La participation unique de 9,4 milliards de dollars d’Uber dans le géant chinois du covoiturage Didi a diminué de moitié en moins d’un mois alors que la Chine intensifie ses menaces contre les sociétés cotées aux États-Unis. Plus de 2 milliards de dollars de la baisse sont survenus cette semaine.

Les actions dépositaires américaines de Didi, qui ont fait leurs débuts à 14 dollars pièce en juin à la Bourse de New York, ont plongé de 21% vendredi à 8,06 dollars, après avoir chuté de 11% un jour plus tôt. Ils avaient atteint un sommet de clôture de 16,40 $ le 1er juillet, le deuxième jour de négociation.

Uber détient environ 12% de Didi, ce qui en fait le deuxième investisseur derrière SoftBank. Uber a obtenu sa participation en 2016 après avoir vendu ses activités chinoises à Didi en échange d’une participation dans son rival.

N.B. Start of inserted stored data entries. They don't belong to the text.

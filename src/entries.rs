use serde::{Deserialize, Deserializer, Serialize};
use std::hash::Hash;

pub const MAX_URL_LEN: usize = 2048;
pub const MAX_TITLE_LEN: usize = 120;
pub const MAX_DESCRIPTION_LEN: usize = 600;
pub const MAX_ID_LEN: usize = 80;
pub const MAX_TIMESTAMP_LEN: usize = 64;

#[derive(Debug, Clone, Eq, Default, Serialize, Deserialize)]
#[serde(rename_all = "camelCase")]
pub struct Entry {
    #[serde(default)]
    pub id: String,
    #[serde(default)]
    pub created_at: String,
    #[serde(default)]
    pub updated_at: String,

    #[serde(default)]
    pub title: String,
    #[serde(default)]
    pub url: String,
    #[serde(default)]
    pub icon_url: String,
    #[serde(default)]
    pub description: String,
    #[serde(default, deserialize_with = "null_as_empty")]
    pub tags: Vec<String>,
}

impl Hash for Entry {
    fn hash<H: std::hash::Hasher>(&self, state: &mut H) {
        self.id.hash(state)
    }
}

impl PartialEq for Entry {
    fn eq(&self, other: &Self) -> bool {
        self.id == other.id
    }
}

impl Entry {
    /// Lowercased `title url description tags...`, the text queries run against.
    pub fn searchable_text(&self) -> String {
        let tags = self.tags.join(" ");
        [
            self.title.as_str(),
            self.url.as_str(),
            self.description.as_str(),
            tags.as_str(),
        ]
        .join(" ")
        .to_lowercase()
    }

    pub fn has_id(&self) -> bool {
        !self.id.is_empty()
    }

    /// No tag survives trimming.
    pub fn is_untagged(&self) -> bool {
        self.tags.iter().all(|t| t.trim().is_empty())
    }
}

fn null_as_empty<'de, D>(deserializer: D) -> Result<Vec<String>, D::Error>
where
    D: Deserializer<'de>,
{
    Ok(Option::<Vec<String>>::deserialize(deserializer)?.unwrap_or_default())
}

fn null_as_cleared<'de, D, T>(deserializer: D) -> Result<Option<T>, D::Error>
where
    D: Deserializer<'de>,
    T: Deserialize<'de> + Default,
{
    Ok(Some(Option::<T>::deserialize(deserializer)?.unwrap_or_default()))
}

/// Tags as sent by clients: either a list or a comma separated string.
#[derive(Debug, Clone, PartialEq, Eq, Serialize, Deserialize)]
#[serde(untagged)]
pub enum TagsInput {
    List(Vec<String>),
    Csv(String),
}

impl Default for TagsInput {
    fn default() -> Self {
        TagsInput::List(vec![])
    }
}

impl From<Vec<String>> for TagsInput {
    fn from(tags: Vec<String>) -> Self {
        TagsInput::List(tags)
    }
}

/// Trim, drop empties and collapse inner whitespace runs. Path segments are
/// trimmed and empty ones dropped, so `"dev / go"` and `"dev//go"` both
/// become `"dev/go"`.
pub fn normalize_tags(tags: &TagsInput) -> Vec<String> {
    let raw: Vec<&str> = match tags {
        TagsInput::List(list) => list.iter().map(String::as_str).collect(),
        TagsInput::Csv(csv) => csv.split(',').collect(),
    };
    raw.into_iter()
        .map(normalize_tag)
        .filter(|t| !t.is_empty())
        .collect()
}

fn normalize_tag(tag: &str) -> String {
    tag.split('/')
        .map(|segment| segment.split_whitespace().collect::<Vec<_>>().join(" "))
        .filter(|segment| !segment.is_empty())
        .collect::<Vec<_>>()
        .join("/")
}

#[derive(thiserror::Error, Debug, Clone, PartialEq, Eq)]
pub enum EntryError {
    #[error("url is required")]
    UrlRequired,

    #[error("url must start with http:// or https://")]
    UrlScheme,
}

/// Create / update / import payload. Every field is optional on the wire.
///
/// An absent field is `None` and keeps the stored value on update. An
/// explicit `null` is read as the empty value and clears it.
#[derive(Debug, Clone, Default, Deserialize, Serialize)]
#[serde(rename_all = "camelCase")]
pub struct EntryPayload {
    #[serde(default, skip_serializing_if = "Option::is_none")]
    pub id: Option<String>,
    #[serde(
        default,
        deserialize_with = "null_as_cleared",
        skip_serializing_if = "Option::is_none"
    )]
    pub title: Option<String>,
    #[serde(
        default,
        deserialize_with = "null_as_cleared",
        skip_serializing_if = "Option::is_none"
    )]
    pub url: Option<String>,
    #[serde(
        default,
        deserialize_with = "null_as_cleared",
        skip_serializing_if = "Option::is_none"
    )]
    pub icon_url: Option<String>,
    #[serde(
        default,
        deserialize_with = "null_as_cleared",
        skip_serializing_if = "Option::is_none"
    )]
    pub description: Option<String>,
    #[serde(
        default,
        deserialize_with = "null_as_cleared",
        skip_serializing_if = "Option::is_none"
    )]
    pub tags: Option<TagsInput>,
    #[serde(default, skip_serializing_if = "Option::is_none")]
    pub created_at: Option<String>,
    #[serde(default, skip_serializing_if = "Option::is_none")]
    pub updated_at: Option<String>,
}

/// Validated entry fields, without id or timestamps.
#[derive(Debug, Clone, PartialEq, Eq)]
pub struct CleanEntry {
    pub title: String,
    pub url: String,
    pub icon_url: String,
    pub description: String,
    pub tags: Vec<String>,
}

impl CleanEntry {
    pub fn into_entry(self, id: String, created_at: String, updated_at: String) -> Entry {
        Entry {
            id,
            created_at,
            updated_at,
            title: self.title,
            url: self.url,
            icon_url: self.icon_url,
            description: self.description,
            tags: self.tags,
        }
    }
}

impl EntryPayload {
    /// Payload fields layered over an existing entry.
    pub fn merged_over(self, entry: &Entry) -> EntryPayload {
        EntryPayload {
            id: Some(entry.id.clone()),
            title: self.title.or_else(|| Some(entry.title.clone())),
            url: self.url.or_else(|| Some(entry.url.clone())),
            icon_url: self.icon_url.or_else(|| Some(entry.icon_url.clone())),
            description: self.description.or_else(|| Some(entry.description.clone())),
            tags: self.tags.or_else(|| Some(TagsInput::List(entry.tags.clone()))),
            created_at: Some(entry.created_at.clone()),
            updated_at: Some(entry.updated_at.clone()),
        }
    }

    /// Strict validation used by create and update.
    pub fn validate(&self) -> Result<CleanEntry, EntryError> {
        self.clean(true)
    }

    /// Import keeps any non-empty url, whatever its scheme.
    pub fn validate_for_import(&self) -> Result<CleanEntry, EntryError> {
        self.clean(false)
    }

    fn clean(&self, require_web_scheme: bool) -> Result<CleanEntry, EntryError> {
        let url = clip(self.url.as_deref().unwrap_or_default(), MAX_URL_LEN)
            .trim()
            .to_string();
        if url.is_empty() {
            return Err(EntryError::UrlRequired);
        }
        if require_web_scheme && !has_web_scheme(&url) {
            return Err(EntryError::UrlScheme);
        }

        let title = clip(self.title.as_deref().unwrap_or(&url), MAX_TITLE_LEN)
            .trim()
            .to_string();

        Ok(CleanEntry {
            title: if title.is_empty() { url.clone() } else { title },
            icon_url: clip(self.icon_url.as_deref().unwrap_or_default(), MAX_URL_LEN)
                .trim()
                .to_string(),
            description: clip(
                self.description.as_deref().unwrap_or_default(),
                MAX_DESCRIPTION_LEN,
            )
            .trim()
            .to_string(),
            tags: self.tags.as_ref().map(normalize_tags).unwrap_or_default(),
            url,
        })
    }

    /// Client supplied id, clipped; `None` when blank.
    pub fn clean_id(&self) -> Option<String> {
        let id = clip(self.id.as_deref().unwrap_or_default(), MAX_ID_LEN).trim();
        (!id.is_empty()).then(|| id.to_string())
    }
}

fn has_web_scheme(url: &str) -> bool {
    url.starts_with("http://") || url.starts_with("https://")
}

/// First `max` chars of `s`.
pub fn clip(s: &str, max: usize) -> &str {
    match s.char_indices().nth(max) {
        Some((idx, _)) => &s[..idx],
        None => s,
    }
}

/// Current UTC time, RFC 3339 with a `Z` suffix.
pub fn utc_now_iso() -> String {
    chrono::Utc::now().to_rfc3339_opts(chrono::SecondsFormat::Millis, true)
}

L’introduction en bourse de Didi a suscité beaucoup de battage publicitaire et une capitalisation boursière de près de 70 milliards de dollars. Mais la lune de miel a été de courte durée, car quelques jours après l’offre, des rapports distincts ont révélé que des responsables chinois menaient un examen de la cybersécurité de l’entreprise et qu’il avait été conseillé à Didi de reporter son inscription et de revoir la sécurité de son réseau des semaines avant sa publication.

L’actualité s’est aggravée cette semaine, après Bloomberg signalé que les régulateurs chinois prévoient des sanctions contre Didi, y compris une amende qui pourrait dépasser le record de 2,8 milliards de dollars qu’Alibaba a payé plus tôt cette année après une enquête anti-monopole. Didi n’a pas répondu aux demandes de commentaires sur le rapport Bloomberg plus tôt cette semaine.

Les sanctions pourraient inclure la radiation ou le retrait d’actions américaines, a rapporté Bloomberg, citant des personnes proches du dossier. Les législateurs chinois ont récemment annoncé des plans visant à limiter la capacité des entreprises nationales à s’inscrire à l’étranger.

Alors qu’Uber affiche toujours un bénéfice sur son investissement initial dans Didi, évalué à environ 2 milliards de dollars il y a cinq ans, il chute rapidement. Fin mars, Uber valorisait la participation à 5,9 milliards de dollars dans son dépôt trimestriel. Vendredi, il est tombé à 4,6 milliards de dollars.

Uber n’est pas la seule entreprise touchée par la chute de Didi. La participation de SoftBank est passée de près de 14 milliards de dollars après l’introduction en bourse à moins de 8 milliards de dollars. Tencent, le conglomérat Internet chinois, a vu la valeur de ses avoirs en Didi chuter à 2,5 milliards de dollars, contre environ 4,3 milliards de dollars.

Les actions d’Uber ont résisté cette semaine, augmentant de 2,8% à 47,46 $.